Nope. They very much do not: your expectation is that your users will roll
their own clients or use Requests' shim, which seems a little rough around the
edges and doesn't provide for the necessary use cases, e.g. OAuth 2.0 and
Ofly. I'm sorry, but this is not providing for the use cases I've laid out by
any stretch of the imagination.

Rauth is batteries included, ready to get you up and running in minutes, not
hours or days. You won't need to write your own client or patch an existing
client to make it work with an unsupported protocol like OAuth 2.0.

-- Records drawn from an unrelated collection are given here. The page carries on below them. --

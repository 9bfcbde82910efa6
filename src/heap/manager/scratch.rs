/*!
 * Scratch Space Co-allocation
 * Primary allocations placed alongside a pinned per-heap scratch block
 */

use super::super::traits::CompletionTracker;
use super::super::types::{BlockHandle, BlockState, HeapError, HeapId, HeapResult};
use super::allocator::normalize_alignment;
use super::records::heap_slot;
use super::BlockManager;
use crate::core::limits::SCRATCH_SPACE_ALIGN;
use crate::core::types::{checked_align_ceil, Offset, Size};
use crate::monitoring::span_operation;
use tracing::{debug, info};

/// How a heap's scratch reservation was changed for the current attempt
enum ScratchChange {
    Unchanged,
    /// Existing scratch grown in place from `offset..offset + size`
    Grown {
        index: usize,
        offset: Offset,
        size: Size,
        data_size: Size,
    },
    /// New scratch block replacing `previous`
    Created {
        index: usize,
        previous: Option<usize>,
        previous_size: Size,
    },
}

impl<T: CompletionTracker> BlockManager<T> {
    /// Allocate a block in a heap whose scratch space holds `scratch_size` bytes
    ///
    /// Heaps are tried most recent first. In each, the scratch block is grown
    /// in place when possible, otherwise a new pinned scratch block is carved
    /// from the free space nearest the heap's end and the old one is released.
    /// The primary block is then allocated in the same heap. A heap where
    /// either step fails is restored and the next heap is tried.
    pub fn allocate_with_scratch(
        &mut self,
        size: Size,
        alignment: Size,
        scratch_size: Size,
    ) -> HeapResult<BlockHandle> {
        if size == 0 {
            return Err(HeapError::InvalidParameter(
                "allocation size must be non-zero".into(),
            ));
        }
        let granularity = self.config.heap_granularity;
        let alignment = match normalize_alignment(alignment)? {
            a if a < granularity => 1,
            a => a,
        };

        let block_needed = size
            .checked_add(alignment - 1)
            .and_then(|padded| checked_align_ceil(padded, granularity));
        let scratch_full =
            scratch_size.checked_add(SCRATCH_SPACE_ALIGN.saturating_sub(granularity));
        let (Some(block_needed), Some(scratch_full)) = (block_needed, scratch_full) else {
            return Err(HeapError::NoSpace {
                requested: size.saturating_add(scratch_size),
                largest_free: self.largest_free(None),
            });
        };
        let span = span_operation("allocate_with_scratch");

        let mut tried = 0;
        for id in self.heap_ids() {
            let (shortfall, total, free) = {
                let heap = self.heap_ref(id)?;
                if heap.deletion_pending {
                    continue;
                }
                let current = heap.scratch.map_or(0, |i| self.pool.block(i).size);
                let shortfall = if scratch_size > 0 && heap.scratch_size < scratch_size {
                    scratch_full.saturating_sub(current)
                } else {
                    0
                };
                (shortfall, heap.total_size(), heap.free)
            };

            if shortfall > 0 && total < scratch_full {
                debug!(heap = %id, total, scratch_full, "Heap too small for scratch space");
                continue;
            }
            if free < shortfall.saturating_add(block_needed) {
                continue;
            }
            tried += 1;

            let change = if shortfall > 0 {
                match self.reserve_scratch(id, scratch_size, scratch_full)? {
                    Some(change) => change,
                    None => continue,
                }
            } else {
                ScratchChange::Unchanged
            };

            match self.allocate_index(size, alignment, Some(id)) {
                Ok(index) => {
                    if let ScratchChange::Created {
                        previous: Some(old),
                        ..
                    } = change
                    {
                        self.release(old)?;
                    }
                    span.record_result(true);
                    return Ok(self.pool.handle(index));
                }
                Err(e) if e.is_no_space() => self.undo_scratch(id, change)?,
                Err(e) => {
                    self.undo_scratch(id, change)?;
                    span.record_error(&e.to_string());
                    return Err(e);
                }
            }
        }

        span.record_items_processed(tried);
        span.record_result(false);
        Err(HeapError::NoSpace {
            requested: size.saturating_add(scratch_size),
            largest_free: self.largest_free(None),
        })
    }

    /// Grow the heap's scratch block or carve a new one
    ///
    /// `Ok(None)` means this heap has no room for the scratch space.
    fn reserve_scratch(
        &mut self,
        id: HeapId,
        scratch_size: Size,
        scratch_full: Size,
    ) -> HeapResult<Option<ScratchChange>> {
        let (existing, previous_size) = {
            let heap = self.heap_ref(id)?;
            (heap.scratch, heap.scratch_size)
        };

        if let Some(index) = existing {
            if self.pool.block(index).state == BlockState::Allocated {
                let (offset, size, data_size) = {
                    let block = self.pool.block(index);
                    (block.offset, block.size, block.data_size)
                };
                match self.resize_internal(index, scratch_size, SCRATCH_SPACE_ALIGN, true) {
                    Ok(()) => {
                        let grown = self.pool.block(index).data_size;
                        heap_slot(&mut self.heaps, id)?.scratch_size = grown;
                        debug!(heap = %id, scratch = grown, "Grew scratch space in place");
                        return Ok(Some(ScratchChange::Grown {
                            index,
                            offset,
                            size,
                            data_size,
                        }));
                    }
                    Err(e) if e.is_no_space() => {}
                    Err(e) => return Err(e),
                }
            }
        }

        // Search from the heap's end so the scratch grows away from other blocks
        let mut cursor = self.heap_ref(id)?.last;
        let found = loop {
            let Some(index) = cursor else {
                break None;
            };
            let block = self.pool.block(index);
            if block.state == BlockState::Free && block.size >= scratch_full {
                break Some(index);
            }
            cursor = block.adjacency.prev;
        };
        let Some(index) = found else {
            return Ok(None);
        };

        self.split_internal(index, scratch_full, SCRATCH_SPACE_ALIGN, true)?;
        self.mark_allocated(index, SCRATCH_SPACE_ALIGN)?;
        self.pool.block_mut(index).is_static = true;

        let data_size = self.pool.block(index).data_size;
        let heap = heap_slot(&mut self.heaps, id)?;
        heap.scratch = Some(index);
        heap.scratch_size = data_size;
        info!(heap = %id, scratch = data_size, "Created scratch space");

        Ok(Some(ScratchChange::Created {
            index,
            previous: existing,
            previous_size,
        }))
    }

    fn undo_scratch(&mut self, id: HeapId, change: ScratchChange) -> HeapResult<()> {
        match change {
            ScratchChange::Unchanged => Ok(()),
            ScratchChange::Grown {
                index,
                offset,
                size,
                data_size,
            } => {
                self.restore_extent(index, offset, size)?;
                heap_slot(&mut self.heaps, id)?.scratch_size = data_size;
                Ok(())
            }
            ScratchChange::Created {
                index,
                previous,
                previous_size,
            } => {
                let heap = heap_slot(&mut self.heaps, id)?;
                heap.scratch = previous;
                heap.scratch_size = previous_size;
                self.release(index).map(|_| ())
            }
        }
    }

    /// Cut a grown block back to exactly `offset..offset + size`
    fn restore_extent(&mut self, index: usize, offset: Offset, size: Size) -> HeapResult<()> {
        if self.pool.block(index).offset < offset {
            let low = self.split_at(index, offset, SCRATCH_SPACE_ALIGN, true)?;
            self.release(low)?;
        }
        if self.pool.block(index).end() > offset + size {
            let high = self.split_at(index, offset + size, SCRATCH_SPACE_ALIGN, false)?;
            self.release(high)?;
        }
        Ok(())
    }
}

> I don't see OAuth1 getting simpler than that

Then you haven't used rauth. The whole auth dance is taken into consideration
and various helpers make it a breeze, literally a two or three step process.
Further, once you have tokens, it becomes as simple as:

    
    
        session.get('me')
    

Now, that's what I call simple.

I think in your attempts to compare your lib to rauth you're missing the
broader thrust of rauth: rauth is a client library. It makes using OAuth
(1.0/a, 2.0, even the OAuth-ish Ofly) as easy as we can make it. This is far
removed from the goal of some generalized, spec-centric, even idealized,
implementation of OAuth as a spec. Rauth isn't trying to do that, it's trying
to make it easier for you to connect to Facebook or Twitter or whatever
provider you happen to need. I wouldn't really know, but I've been told, it
seems to shine in this regard. :)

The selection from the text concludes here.